Getting your first job out of school is exciting. You feel like your education has been validated and you’re getting a handle on the concept of a working adult. After a year or two, you get your bearings and the entry-level job that you were so excited about is no longer much of a challenge. It’s time to move up.
When you’re the low man on the totem pole, convincing people that you’re ready to move up can seem daunting. But everyone, even the CEO, was once the newbie somewhere. With a little focus and strategy, and with the right attitude, you can be moving onward and upward of your career path.
Let your boss know you’re ready for more. You may love your current job, but you don’t want to be someone’s assistant forever. If you don’t ask for something you won’t get it, so it’s important that your supervisors know you’re ready for more responsibilities and perhaps with a better title.
Ask for guidance. To move up, you will need to show that you’re ready. Some companies have formal requirements (and relevant qualifications) for promotion to the next level, such as the length of time that you’ve been an employee or in that job. It’s important to know if there are any.
Ask your manager for specific, measurable metrics that you can aim for. They should be specific goals like, “Improve sales pipeline by 20%” or “Increase social media presence by 20%”. Goals like these will ensure that your day-to-day actions are bringing you in the right direction. Then make it a habit to check in with your boss on a frequent basis and getting feedback for areas of improvement. Sometimes these sessions can also be used to update your boss on your little achievements.
Keep track of what you do. Don’t rely on your boss to keep score of everything you’re up to. There are millions of other important things that he has to manage and this will not be at the top of his list.

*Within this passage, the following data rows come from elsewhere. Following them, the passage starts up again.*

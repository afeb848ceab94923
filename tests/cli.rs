use assert_cmd::Command;
use predicates::prelude::*;
use std::fs;
use tempfile::TempDir;

fn cmd() -> Command {
    Command::cargo_bin("linkkit_component").unwrap()
}

#[test]
fn json_output_without_lwip() {
    cmd()
        .arg("--format")
        .arg("json")
        .assert()
        .success()
        .stdout(predicate::str::contains("\"name\": \"linkkit\""))
        .stdout(predicate::str::contains("framework/protocol/linkkit/iotx-sdk-c"))
        .stdout(predicate::str::contains("framework/common"))
        .stdout(predicate::str::contains("kernel/protocols/net").not())
        .stdout(predicate::str::contains("no_with_lwip").not());
}

#[test]
fn set_override_enables_lwip_branch() {
    cmd()
        .arg("--set")
        .arg("LWIP=1")
        .assert()
        .success()
        .stdout(predicate::str::contains("kernel/protocols/net"))
        .stdout(predicate::str::contains("\"no_with_lwip\": 0"));
}

#[test]
fn set_override_with_other_value_is_ignored() {
    cmd()
        .arg("--set")
        .arg("LWIP=2")
        .assert()
        .success()
        .stdout(predicate::str::contains("kernel/protocols/net").not())
        .stdout(predicate::str::contains("no_with_lwip").not());
}

#[test]
fn config_file_seeds_global_config() {
    let temp = TempDir::new().unwrap();
    let config_path = temp.path().join("build.toml");
    fs::write(&config_path, "[global]\nLWIP = 1\n").unwrap();

    cmd()
        .arg("--config")
        .arg(config_path.to_str().unwrap())
        .assert()
        .success()
        .stdout(predicate::str::contains("kernel/protocols/net"))
        .stdout(predicate::str::contains("\"no_with_lwip\": 0"));
}

#[test]
fn missing_config_file_fails() {
    cmd()
        .arg("--config")
        .arg("does-not-exist.toml")
        .assert()
        .failure()
        .stderr(predicate::str::contains("does-not-exist.toml"));
}

#[test]
fn invalid_set_override_fails() {
    cmd()
        .arg("--set")
        .arg("not an assignment")
        .assert()
        .failure()
        .stderr(predicate::str::contains("invalid --set override"));
}

#[test]
fn make_fragment_lists_sources_and_defines() {
    cmd()
        .arg("--format")
        .arg("make")
        .assert()
        .success()
        .stdout(predicate::str::contains(
            "linkkit_SOURCES := linkkit_sample_gateway.c light.c linkkit_entry.c",
        ))
        .stdout(predicate::str::contains("-DMQTT_DIRECT"))
        .stdout(predicate::str::contains("-DON_PRE2=1"));
}

#[test]
fn make_fragment_carries_config_writeback() {
    cmd()
        .args(["--format", "make", "--set", "LWIP=1"])
        .assert()
        .success()
        .stdout(predicate::str::contains("linkkit_COMPONENTS :=").and(
            predicate::str::contains("kernel/protocols/net"),
        ))
        .stdout(predicate::str::contains("no_with_lwip := 0"));
}

#[test]
fn out_file_skipped_unless_forced() {
    let temp = TempDir::new().unwrap();
    let out_path = temp.path().join("component.json");
    let out = out_path.to_str().unwrap();

    cmd().args(["--out", out]).assert().success();
    let first = fs::read_to_string(&out_path).unwrap();
    assert!(first.contains("\"name\": \"linkkit\""));

    // 不带 --force 时已有文件不被覆盖
    cmd()
        .args(["--out", out, "--set", "LWIP=1"])
        .assert()
        .success();
    assert_eq!(fs::read_to_string(&out_path).unwrap(), first);

    cmd()
        .args(["--out", out, "--set", "LWIP=1", "--force"])
        .assert()
        .success();
    assert!(fs::read_to_string(&out_path).unwrap().contains("no_with_lwip"));
}
pub mod model;

pub use crate::model::{Component, ConfigValue, GlobalConfig};

use regex::Regex;

/// 解析 KEY=VALUE 形式的配置赋值，空行和 # 注释行跳过
pub fn parse_assignments(text: &str) -> Vec<(String, ConfigValue)> {
    let re_assign = Regex::new(r"^([A-Za-z0-9_]+)\s*=\s*(.*)$").unwrap();

    let mut result = Vec::new();
    for line in text.lines() {
        let line = line.trim();
        if line.is_empty() || line.starts_with('#') {
            continue;
        }

        if let Some(cap) = re_assign.captures(line) {
            let key = cap[1].to_string();
            let val = cap[2].trim();
            let value = match val.parse::<i64>() {
                Ok(v) => ConfigValue::Int(v),
                Err(_) => ConfigValue::Str(val.to_string()),
            };
            result.push((key, value));
        }
    }
    result
}
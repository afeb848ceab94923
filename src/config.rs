use component_model::GlobalConfig;
use serde::Deserialize;

#[derive(Debug, Default, Deserialize)]
pub struct Config {
    #[serde(default)]
    pub global: GlobalConfig,
}
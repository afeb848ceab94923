use serde::Serialize;
use std::fs;
use std::path::Path;
use tinytemplate::TinyTemplate;
use tracing::{info, warn};

pub fn render_fragment<T: Serialize>(template: &str, ctx: &T) -> String {
    let mut tt = TinyTemplate::new();
    tt.set_default_formatter(&tinytemplate::format_unescaped);
    tt.add_template("tpl", template).unwrap();

    // 渲染模板
    tt.render("tpl", ctx).unwrap()
}

pub fn emit(path: Option<&str>, content: &str, force: bool) -> std::io::Result<()> {
    let path = match path {
        Some(p) => p,
        None => {
            print!("{}", content);
            return Ok(());
        }
    };

    if Path::new(path).exists() && !force {
        warn!("Skip existing {}", path);
        return Ok(());
    }

    if let Some(parent) = Path::new(path).parent() {
        fs::create_dir_all(parent)?;
    }

    fs::write(path, content)?;
    info!("Generated {}", path);
    Ok(())
}
mod config;
mod contexts;
mod linkkit;
mod render;
mod templates;

use anyhow::{Context as _, Result, bail};
use chrono::Local;
use clap::{Parser, ValueEnum};
use component_model::{Component, GlobalConfig, parse_assignments};
use serde::Serialize;
use std::fs;
use tracing::info;

use crate::config::Config;
use crate::contexts::MakeFragmentContext;
use crate::linkkit::linkkit_component;
use crate::render::{emit, render_fragment};
use crate::templates::COMPONENT_MK;

#[derive(Parser)]
struct Cli {
    /// 配置文件地址，[global] 表作为全局配置
    #[arg(short, long, default_value = "")]
    config: String,
    /// KEY=VALUE 形式的配置覆盖，后应用于配置文件
    #[arg(short, long)]
    set: Vec<String>,
    #[arg(short, long, value_enum, default_value_t = Format::Json)]
    format: Format,
    /// 输出文件，缺省输出到 stdout
    #[arg(short, long)]
    out: Option<String>,
    #[arg(long)]
    force: bool,
}

#[derive(Debug, Copy, Clone, ValueEnum)]
enum Format {
    Json,
    Make,
}

#[derive(Serialize)]
struct DescriptorOutput<'a> {
    component: &'a Component,
    config: &'a GlobalConfig,
}

fn main() -> Result<()> {
    tracing_subscriber::fmt::init();
    let cli = Cli::parse();

    let mut global = if cli.config.is_empty() {
        GlobalConfig::default()
    } else {
        let text = fs::read_to_string(&cli.config)
            .with_context(|| format!("read config {}", cli.config))?;
        let config: Config = toml::from_str(&text)
            .with_context(|| format!("parse config {}", cli.config))?;
        config.global
    };

    for assign in &cli.set {
        let parsed = parse_assignments(assign);
        if parsed.is_empty() {
            bail!("invalid --set override: {}", assign);
        }
        for (key, value) in parsed {
            global.set(key, value);
        }
    }

    let component = linkkit_component(&mut global);
    info!("Described component {}", component.name);

    let output = match cli.format {
        Format::Json => {
            let record = DescriptorOutput {
                component: &component,
                config: &global,
            };
            let mut json = serde_json::to_string_pretty(&record)?;
            json.push('\n');
            json
        }
        Format::Make => {
            let date = Local::now().format("%Y-%m-%d").to_string();
            let source_list = component.sources.join(" ");
            let dep_list = component.deps.join(" ");
            let define_list = component
                .global_macros
                .iter()
                .map(|m| format!("-D{}", m))
                .collect::<Vec<_>>()
                .join(" ");
            let config_list = global
                .iter()
                .map(|(k, v)| format!("{} := {}", k, v))
                .collect::<Vec<_>>()
                .join("\n");

            let ctx = MakeFragmentContext {
                name: &component.name,
                date: &date,
                source_list: &source_list,
                dep_list: &dep_list,
                define_list: &define_list,
                config_list: &config_list,
            };
            render_fragment(COMPONENT_MK, &ctx)
        }
    };

    emit(cli.out.as_deref(), &output, cli.force)?;
    Ok(())
}
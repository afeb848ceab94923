use component_model::{Component, ConfigValue, GlobalConfig};
use tracing::info;

const SOURCES: [&str; 3] = ["linkkit_sample_gateway.c", "light.c", "linkkit_entry.c"];

const COMPONENT_DEPS: [&str; 4] = [
    "framework/protocol/linkkit/iotx-sdk-c",
    "framework/protocol/linkkit/hal-impl",
    "framework/netmgr",
    "framework/common",
];

const GLOBAL_MACROS: [&str; 9] = [
    "MQTT_DIRECT",
    "ALIOT_DEBUG",
    "IOTX_DEBUG",
    "USE_LPTHREAD",
    "FOTA_RAM_LIMIT_MODE",
    "COAP_WITH_YLOOP",
    "TEST_ALCS",
    "CONFIG_AOS_CLI",
    "ON_PRE2=1",
];

/// 构造 linkkit 组件描述，LWIP=1 时追加网络协议栈依赖并回写 no_with_lwip
pub fn linkkit_component(global: &mut GlobalConfig) -> Component {
    let mut component = Component::new(
        "linkkit",
        SOURCES.iter().map(|s| s.to_string()).collect(),
    );

    for dep in COMPONENT_DEPS {
        component.add_comp_dep(dep);
    }

    for macro_str in GLOBAL_MACROS {
        component.add_global_macro(macro_str);
    }

    if global.get_int("LWIP") == Some(1) {
        component.add_comp_dep("kernel/protocols/net");
        global.set("no_with_lwip", ConfigValue::Int(0));
        info!("LWIP enabled, added kernel/protocols/net");
    }

    component
}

Start keeping track of everything you do that brings value to your company or team, from sales you’ve helped close to ideas that were brought to fruition. That way, when you sit down with your boss and talk about why you should be promoted, you will have concrete examples to show them.
Network within your company. There’s more to life than your cubicle walls, and the more people you know, the better your chances will be at moving up.
The beauty of companies is that there are often plenty of perfectly organic ways to go about doing this. Activities like office happy hours, volunteer in projects and being part of recreational sports teams are amazing ways to get to know people. People within a department usually know ahead of human resources when a position is going to open. It’s a huge advantage if you’re already on someone’s radar.
Network outside of work. More than likely, you're going to have to leave your current firm in order to move up. You'll need to make some contacts outside of work. Obviously, you should go to events and conferences that pertain to your field and talk to as many people as possible. Sometimes activities that have nothing to do with work can also lead to great opportunities. In short, don’t be a hermit. Be social.
You never know who or what someone knows, so always be kind to people and give them the best version of yourself. That way, if something opens up at a firm where they work, they will be happy and comfortable to point you in the right direction.
Keep your skills updated. Lifelong learning is the other key to success. Certain skills may have gotten you the job, but there is always room to grow. Learn as much as you can about your field and stay current on evolving skill sets. Years ago, it was the person who knew HTML who was sought after, then it was the one who was social media savvy. Stay up to date so that you know what skills are in demand and learn them.